Shortages and inefficiencies bring you back to reality in no time.

July 9, 2007

It is always a shock to come back. Things accumulate and you
spend the day in a daze trying to catch up. I had about 1200 emails at
work, which I had to sort out through. Then I had to make sure I paid my
DSL connection with CANTV, which was not paid automatically because CANTV’s
new billing system is not working too well. In the bizarre logic of
services in Venezuela, I was warned today to make sure I check whether it
is paid or not automatically next month, to insure I don’t get disconnected
again. Of course, it does not seem to occur to any of them that since it is
their billing system that is not working, they may hold off on
disconnecting anyone’s service. In the end it is CANTV that is losing
money, but it is now a “social” company so money is no object or objective
in the revolution. I still have no connection to the Web, but if I move the
laptop to the back of the room and tilt it just so, I manage to get a
fringe signal from a careless wireless network which allows me to do a few
things, even if sometimes I have to stand up with the laptop in my hands to
get a good connection.

But of course, these inefficiencies are
everywhere. So much faith in the ability of the Government to get things
done by the revolution, when in reality it gets very little done or blocks
them from getting done. The supermarket had a clipping from the newspaper
quoting someone in the Central Bank saying that there is a shortage of both
bills and coins in Venezuela. This clipping sort of gave the cashier the
right to ask me for exact change rather than the other way around. It seems
to be my fault if I don’t carry all sorts of combinations of bills and
coins to give them the exact number, because you know there is a shortage
which somehow is not supposed to affect me in the receiving end of things.

Such shortages are not new, they seem to recur in the last few
decades, which was the reason why the Venezuelan mint was started, it was
argued that the delay in ordering bills and coins from abroad did not allow
for the Central Bank to truly manage and plan the needs of the public. So,
lots of money went into setting up the mint, but it seems as if there is
nobody at the Central Bank in charge of estimating the needs for various
denominations of bills and coins as monetary liquidity increases. Or maybe
that person was fired so that someone “rojo, rojito” could be hired to
replace him or her and this last person is still trying to figure out what
all that stuff about monetary liquidity is all about.

It is the
same with passports. A “corruption-proof” system was installed so that you
would have to go to the Internet to get an appointment to get a passport
and the “randomness” of managing to get in the system would make the
playing field even for all Venezuelans. But of course it has done exactly
the opposite. You have to wake up at 4AM to try to get in the system and
hope to get in or you just simply hire one of the many “digital
facilitators” that somehow have managed to get “blank” slots in the
appointment system to get you in for a fair price. But you wonder why
it is that they simply can’t order enough passports to have supply match
demand. After all, if there are 25 million Venezuelans, so many planes
leaving the country each year, so many people going through our borders,
how hard can it be to estimate how many new passports you would need to
have ample supply for four or five years.

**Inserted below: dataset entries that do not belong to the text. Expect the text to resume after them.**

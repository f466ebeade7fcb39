// Copyright 2025 eraflo
//
// Licensed under the Apache License, Version 2.0 (the "License");
// you may not use this file except in compliance with the License.
// You may obtain a copy of the License at
//
//     http://www.apache.org/licenses/LICENSE-2.0
//
// Unless required by applicable law or agreed to in writing, software
// distributed under the License is distributed on an "AS IS" BASIS,
// WITHOUT WARRANTIES OR CONDITIONS OF ANY KIND, either express or implied.
// See the License for the specific language governing permissions and
// limitations under the License.

use crate::renderer::api::*;
use crate::renderer::error::DeviceError;
use crate::renderer::traits::CommandEncoder;
use std::fmt::Debug;

/// A logical device and its default queue.
///
/// The contract is explicit in the way modern graphics APIs are: buffers and
/// images are created without memory, memory is allocated and bound
/// separately, command buffers are recorded ahead of time and submitted later,
/// and the host waits on fences for the device to finish.
///
/// Methods take `&self`; implementations use interior mutability so that the
/// device can be shared behind an `Arc` by the orchestrator and its surface.
pub trait GraphicsDevice: Send + Sync + Debug + 'static {
    /// Creates a buffer without backing memory.
    /// ## Arguments
    /// * `descriptor` - Size, usage and label of the buffer.
    /// ## Returns
    /// The handle of the new, unbound buffer.
    /// ## Errors
    /// * `DeviceError::Api` - If the backend rejects the request.
    fn create_buffer(&self, descriptor: &BufferDescriptor) -> Result<BufferId, DeviceError>;

    /// Destroys a buffer. Its memory binding, if any, is not freed.
    fn destroy_buffer(&self, id: BufferId) -> Result<(), DeviceError>;

    /// Returns the memory requirements of a buffer.
    fn buffer_memory_requirements(&self, id: BufferId) -> Result<MemoryRequirements, DeviceError>;

    /// Creates an image without backing memory.
    fn create_image(&self, descriptor: &ImageDescriptor) -> Result<ImageId, DeviceError>;

    /// Destroys an image. Its memory binding, if any, is not freed.
    fn destroy_image(&self, id: ImageId) -> Result<(), DeviceError>;

    /// Returns the memory requirements of an image.
    fn image_memory_requirements(&self, id: ImageId) -> Result<MemoryRequirements, DeviceError>;

    /// Returns the memory types of the device.
    fn memory_properties(&self) -> MemoryProperties;

    /// Allocates a block of device memory.
    /// ## Arguments
    /// * `size` - Number of bytes.
    /// * `memory_type_index` - Index into [`MemoryProperties::types`].
    /// ## Errors
    /// * `DeviceError::Api` with `OutOfDeviceMemory` or `OutOfHostMemory` when the heap is exhausted.
    fn allocate_memory(&self, size: u64, memory_type_index: u32) -> Result<MemoryId, DeviceError>;

    /// Frees a block of device memory.
    fn free_memory(&self, id: MemoryId) -> Result<(), DeviceError>;

    /// Binds a buffer to a range of a memory block. A buffer can be bound once.
    fn bind_buffer_memory(
        &self,
        buffer: BufferId,
        memory: MemoryId,
        offset: u64,
    ) -> Result<(), DeviceError>;

    /// Binds an image to a range of a memory block. An image can be bound once.
    fn bind_image_memory(
        &self,
        image: ImageId,
        memory: MemoryId,
        offset: u64,
    ) -> Result<(), DeviceError>;

    /// Copies `data` into host-visible memory at `offset` (map, copy, unmap).
    /// ## Errors
    /// * `DeviceError::NotHostVisible` - If the memory type cannot be mapped.
    /// * `DeviceError::OutOfBounds` - If the write exceeds the block.
    fn write_memory(&self, memory: MemoryId, offset: u64, data: &[u8]) -> Result<(), DeviceError>;

    /// Creates a view of an image.
    fn create_image_view(&self, descriptor: &ImageViewDescriptor)
        -> Result<ImageViewId, DeviceError>;

    /// Destroys an image view.
    fn destroy_image_view(&self, id: ImageViewId) -> Result<(), DeviceError>;

    /// Creates a sampler.
    fn create_sampler(&self, descriptor: &SamplerDescriptor) -> Result<SamplerId, DeviceError>;

    /// Destroys a sampler.
    fn destroy_sampler(&self, id: SamplerId) -> Result<(), DeviceError>;

    /// Creates a shader module.
    fn create_shader_module(
        &self,
        descriptor: &ShaderModuleDescriptor,
    ) -> Result<ShaderModuleId, DeviceError>;

    /// Destroys a shader module.
    fn destroy_shader_module(&self, id: ShaderModuleId) -> Result<(), DeviceError>;

    /// Creates a descriptor set layout.
    fn create_descriptor_set_layout(
        &self,
        descriptor: &DescriptorSetLayoutDescriptor,
    ) -> Result<DescriptorSetLayoutId, DeviceError>;

    /// Destroys a descriptor set layout.
    fn destroy_descriptor_set_layout(&self, id: DescriptorSetLayoutId) -> Result<(), DeviceError>;

    /// Creates a descriptor pool.
    fn create_descriptor_pool(
        &self,
        descriptor: &DescriptorPoolDescriptor,
    ) -> Result<DescriptorPoolId, DeviceError>;

    /// Destroys a descriptor pool and every set allocated from it.
    fn destroy_descriptor_pool(&self, id: DescriptorPoolId) -> Result<(), DeviceError>;

    /// Allocates one descriptor set with the given layout from a pool.
    fn allocate_descriptor_set(
        &self,
        pool: DescriptorPoolId,
        layout: DescriptorSetLayoutId,
    ) -> Result<DescriptorSetId, DeviceError>;

    /// Points bindings of a descriptor set at resources.
    fn update_descriptor_set(
        &self,
        set: DescriptorSetId,
        writes: &[WriteDescriptor],
    ) -> Result<(), DeviceError>;

    /// Creates a pipeline layout.
    fn create_pipeline_layout(
        &self,
        descriptor: &PipelineLayoutDescriptor,
    ) -> Result<PipelineLayoutId, DeviceError>;

    /// Destroys a pipeline layout.
    fn destroy_pipeline_layout(&self, id: PipelineLayoutId) -> Result<(), DeviceError>;

    /// Creates a pipeline cache.
    fn create_pipeline_cache(&self) -> Result<PipelineCacheId, DeviceError>;

    /// Destroys a pipeline cache.
    fn destroy_pipeline_cache(&self, id: PipelineCacheId) -> Result<(), DeviceError>;

    /// Creates a graphics pipeline.
    /// ## Arguments
    /// * `cache` - Optional pipeline cache consulted and filled by the build.
    /// * `descriptor` - Stages, vertex layout and fixed-function state.
    fn create_graphics_pipeline(
        &self,
        cache: Option<PipelineCacheId>,
        descriptor: &GraphicsPipelineDescriptor,
    ) -> Result<PipelineId, DeviceError>;

    /// Creates a compute pipeline.
    fn create_compute_pipeline(
        &self,
        cache: Option<PipelineCacheId>,
        descriptor: &ComputePipelineDescriptor,
    ) -> Result<PipelineId, DeviceError>;

    /// Destroys a graphics or compute pipeline.
    fn destroy_pipeline(&self, id: PipelineId) -> Result<(), DeviceError>;

    /// Allocates a command buffer.
    fn allocate_command_buffer(
        &self,
        level: CommandBufferLevel,
    ) -> Result<CommandBufferId, DeviceError>;

    /// Frees a command buffer.
    fn free_command_buffer(&self, id: CommandBufferId) -> Result<(), DeviceError>;

    /// Resets a command buffer and starts recording into it.
    ///
    /// The returned encoder records until [`CommandEncoder::finish`] is called.
    /// ## Errors
    /// * `DeviceError::InvalidHandle` - If the buffer does not exist.
    fn begin_command_buffer(
        &self,
        id: CommandBufferId,
        info: &CommandBufferBeginInfo,
    ) -> Result<Box<dyn CommandEncoder>, DeviceError>;

    /// Creates a fence, optionally already signaled.
    fn create_fence(&self, signaled: bool) -> Result<FenceId, DeviceError>;

    /// Destroys a fence.
    fn destroy_fence(&self, id: FenceId) -> Result<(), DeviceError>;

    /// Blocks until every fence is signaled or `timeout_ns` elapses.
    /// ## Errors
    /// * `DeviceError::Api` with `Timeout` if the wait expires.
    fn wait_for_fences(&self, fences: &[FenceId], timeout_ns: u64) -> Result<(), DeviceError>;

    /// Returns fences to the unsignaled state.
    fn reset_fences(&self, fences: &[FenceId]) -> Result<(), DeviceError>;

    /// Creates a semaphore.
    fn create_semaphore(&self) -> Result<SemaphoreId, DeviceError>;

    /// Destroys a semaphore.
    fn destroy_semaphore(&self, id: SemaphoreId) -> Result<(), DeviceError>;

    /// Submits work to the default queue; `fence` is signaled when it completes.
    fn queue_submit(&self, submit: &SubmitInfo, fence: Option<FenceId>) -> Result<(), DeviceError>;

    /// Blocks until the device has finished all submitted work.
    fn device_wait_idle(&self) -> Result<(), DeviceError>;
}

But maybe even asking such
questions is being hypercritical of the revolutionary process. The problem
is there is little new in this, but the revolution has not fixed it either
and they have been at it for three years longer than anyone
before.

Thus, besides food shortages we now have passports, bills,
coins and now also medicine shortages. You see, to obtain CADIVI dollars
for raw materials for pharmaceuticals at the official rate of exchange, you
have to have all sorts of certifications from various Government
institutions, most of which are fairly inefficient in giving them out.
Then, you apply at CADIVI, which requires an evaluation of your request.
Once you get approved, then you have to go to your bank, get the dollars
and then finally pay your supplier. Your supplier sends the raw materials,
which are checked at customs extensively and if you are lucky enough you
may have them all in place to make the product.

But of course, at
each step there are delays and inefficiencies and in the end there are
medicine shortages. But the problem is never the inefficient and
complicated process, but some sort of Maquiavelic plot by the private
sector to sell regulated medicines at black market prices in line with the
parallel exchange rate, which only exists in the mind of the Head of the
Tax Office. Of course, it does not occur to any of them to think that
exchange and price controls and all of its obstacles and inefficiencies
have anything to do with the problem. After all they invented
them.

And, of course, each step and process may also have a
“facilitator” which makes manufacturing and production more expensive and
in some cases, it is simply not worth selling a product to generate losses,
so you ask for a price increase and wait for approval, which leads to
another shortage.

But you wonder how they can justify the shortage
of bills, coins and passports. After all, these have been showing
widespread shortages, despite the fact that in theory they do not have the
same complicated route to their acquisition. Maybe someday it may occur to
someone that the shortages have a common problem and it happens to be
Government policies and inefficiencies.

In the meantime, the
solution is to create new controls, new steps, and new supervision by the
same thoughtless, idiotic, brainless and inefficient bureaucrats, thus
perfecting the “revolution” that will solve all of our problems in the next
century.

Yeah, sure.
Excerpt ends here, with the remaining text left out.